Each entry that appears below should be restated exactly as it is.

[Stored dataset items]
★ ★ ★ ★

/// Converts a CSV file with geometry or coordinate columns to a CSV file with
/// a leading `digipin` column. Returns the number of rows written.
///
/// Geometry rows that map to several cells (lines, multi-geometries) produce
/// one output row per cell. Source coordinate columns are dropped from the
/// output. Streams output to minimize memory usage for large files.
///
/// # Example with geometry column (WKT or GeoJSON)
///
/// ```no_run
/// use digipin_rs::{csv_to_pin_csv, CsvPinConfig, GeometryFormat};
///
/// let config = CsvPinConfig::new("Geo Shape")
///     .exclude(vec!["Geo Point".into()])
///     .with_cell_geometry(GeometryFormat::Wkt);
///
/// csv_to_pin_csv("input.csv", "output.csv", &config).unwrap();
/// ```
///
/// # Example with coordinate columns
///
/// ```no_run
/// use digipin_rs::{csv_to_pin_csv, CsvPinConfig};
///
/// let config = CsvPinConfig::from_lat_lon("Latitude", "Longitude").skip_invalid(true);
///
/// csv_to_pin_csv("post_offices.csv", "output.csv", &config).unwrap();
/// ```
pub fn csv_to_pin_csv(
    csv_path: impl AsRef<Path>,
    output_path: impl AsRef<Path>,
    config: &CsvPinConfig,
) -> Result<usize, DigipinError> {
    let codec = GridCodec::new(config.grid.clone())?;

    let file = File::open(csv_path.as_ref()).map_err(csv_err)?;
    let mut reader = csv::Reader::from_reader(file);
    let headers = reader.headers().map_err(csv_err)?.clone();

    let (source_indices, mut exclude_indices) = match &config.source {
        CoordinateSource::GeometryColumn(col) => {
            let idx = column_index(&headers, col, "Geometry")?;
            (SourceIndices::Geometry(idx), HashSet::from([idx]))
        }
        CoordinateSource::CoordinateColumns {
            lat_column,
            lon_column,
        } => {
            let lat_idx = column_index(&headers, lat_column, "Latitude")?;
            let lon_idx = column_index(&headers, lon_column, "Longitude")?;
            (
                SourceIndices::Coordinates { lat_idx, lon_idx },
                HashSet::from([lat_idx, lon_idx]),
            )
        }
    };

    for col_name in &config.exclude_columns {
        if let Some(idx) = headers.iter().position(|h| h == col_name) {
            exclude_indices.insert(idx);
        }
    }

    let out_file =
        File::create(output_path.as_ref()).map_err(|e| DigipinError::IoError(e.to_string()))?;
    let mut writer = csv::Writer::from_writer(out_file);

    let mut header_row: Vec<&str> = vec!["digipin"];
    if config.include_cell_geometry.is_some() {
        header_row.push("cell_geometry");
    }
    for (i, h) in headers.iter().enumerate() {
        if !exclude_indices.contains(&i) {
            header_row.push(h);
        }
    }
    writer.write_record(&header_row).map_err(csv_err)?;

    let mut written = 0usize;
    let mut skipped = 0usize;

    for (line, result) in reader.records().enumerate() {
        let record = result.map_err(csv_err)?;

        let cells = match cells_for_record(&record, &source_indices, &codec) {
            Ok(cells) => cells,
            Err(e) if config.skip_invalid => {
                log::warn!("skipping row {}: {}", line + 1, e);
                skipped += 1;
                continue;
            }
            Err(e) => return Err(e),
        };

        for cell in cells {
            let mut row: Vec<String> = vec![cell.code().to_string()];

            if let Some(format) = config.include_cell_geometry {
                let polygon = cell.to_polygon();
                row.push(match format {
                    GeometryFormat::Wkt => polygon_to_wkt(&polygon),
                    GeometryFormat::GeoJson => polygon_to_geojson(&polygon),
                });
            }

            for (i, field) in record.iter().enumerate() {
                if !exclude_indices.contains(&i) {
                    row.push(field.to_string());
                }
            }
            writer.write_record(&row).map_err(csv_err)?;
            written += 1;
        }
    }

    writer.flush().map_err(csv_err)?;

    log::info!(
        "wrote {} rows to {} ({} skipped)",
        written,
        output_path.as_ref().display(),
        skipped
    );
    Ok(written)
}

★ ★ ★ ★

» SOLUTION FOR THIS PROBLEM
/// Converts a CSV file with geometry or coordinate columns to a CSV file with
/// a leading `digipin` column. Returns the number of rows written.
///
/// Geometry rows that map to several cells (lines, multi-geometries) produce
/// one output row per cell. Source coordinate columns are dropped from the
/// output. Streams output to minimize memory usage for large files.
///
/// # Example with geometry column (WKT or GeoJSON)
///
/// ```no_run
/// use digipin_rs::{csv_to_pin_csv, CsvPinConfig, GeometryFormat};
///
/// let config = CsvPinConfig::new("Geo Shape")
///     .exclude(vec!["Geo Point".into()])
///     .with_cell_geometry(GeometryFormat::Wkt);
///
/// csv_to_pin_csv("input.csv", "output.csv", &config).unwrap();
/// ```
///
/// # Example with coordinate columns
///
/// ```no_run
/// use digipin_rs::{csv_to_pin_csv, CsvPinConfig};
///
/// let config = CsvPinConfig::from_lat_lon("Latitude", "Longitude").skip_invalid(true);
///
/// csv_to_pin_csv("post_offices.csv", "output.csv", &config).unwrap();
/// ```
pub fn csv_to_pin_csv(
    csv_path: impl AsRef<Path>,
    output_path: impl AsRef<Path>,
    config: &CsvPinConfig,
) -> Result<usize, DigipinError> {
    let codec = GridCodec::new(config.grid.clone())?;

    let file = File::open(csv_path.as_ref()).map_err(csv_err)?;
    let mut reader = csv::Reader::from_reader(file);
    let headers = reader.headers().map_err(csv_err)?.clone();

    let (source_indices, mut exclude_indices) = match &config.source {
        CoordinateSource::GeometryColumn(col) => {
            let idx = column_index(&headers, col, "Geometry")?;
            (SourceIndices::Geometry(idx), HashSet::from([idx]))
        }
        CoordinateSource::CoordinateColumns {
            lat_column,
            lon_column,
        } => {
            let lat_idx = column_index(&headers, lat_column, "Latitude")?;
            let lon_idx = column_index(&headers, lon_column, "Longitude")?;
            (
                SourceIndices::Coordinates { lat_idx, lon_idx },
                HashSet::from([lat_idx, lon_idx]),
            )
        }
    };

    for col_name in &config.exclude_columns {
        if let Some(idx) = headers.iter().position(|h| h == col_name) {
            exclude_indices.insert(idx);
        }
    }

    let out_file =
        File::create(output_path.as_ref()).map_err(|e| DigipinError::IoError(e.to_string()))?;
    let mut writer = csv::Writer::from_writer(out_file);

    let mut header_row: Vec<&str> = vec!["digipin"];
    if config.include_cell_geometry.is_some() {
        header_row.push("cell_geometry");
    }
    for (i, h) in headers.iter().enumerate() {
        if !exclude_indices.contains(&i) {
            header_row.push(h);
        }
    }
    writer.write_record(&header_row).map_err(csv_err)?;

    let mut written = 0usize;
    let mut skipped = 0usize;

    for (line, result) in reader.records().enumerate() {
        let record = result.map_err(csv_err)?;

        let cells = match cells_for_record(&record, &source_indices, &codec) {
            Ok(cells) => cells,
            Err(e) if config.skip_invalid => {
                log::warn!("skipping row {}: {}", line + 1, e);
                skipped += 1;
                continue;
            }
            Err(e) => return Err(e),
        };

        for cell in cells {
            let mut row: Vec<String> = vec![cell.code().to_string()];

            if let Some(format) = config.include_cell_geometry {
                let polygon = cell.to_polygon();
                row.push(match format {
                    GeometryFormat::Wkt => polygon_to_wkt(&polygon),
                    GeometryFormat::GeoJson => polygon_to_geojson(&polygon),
                });
            }

            for (i, field) in record.iter().enumerate() {
                if !exclude_indices.contains(&i) {
                    row.push(field.to_string());
                }
            }
            writer.write_record(&row).map_err(csv_err)?;
            written += 1;
        }
    }

    writer.flush().map_err(csv_err)?;

    log::info!(
        "wrote {} rows to {} ({} skipped)",
        written,
        output_path.as_ref().display(),
        skipped
    );
    Ok(written)
}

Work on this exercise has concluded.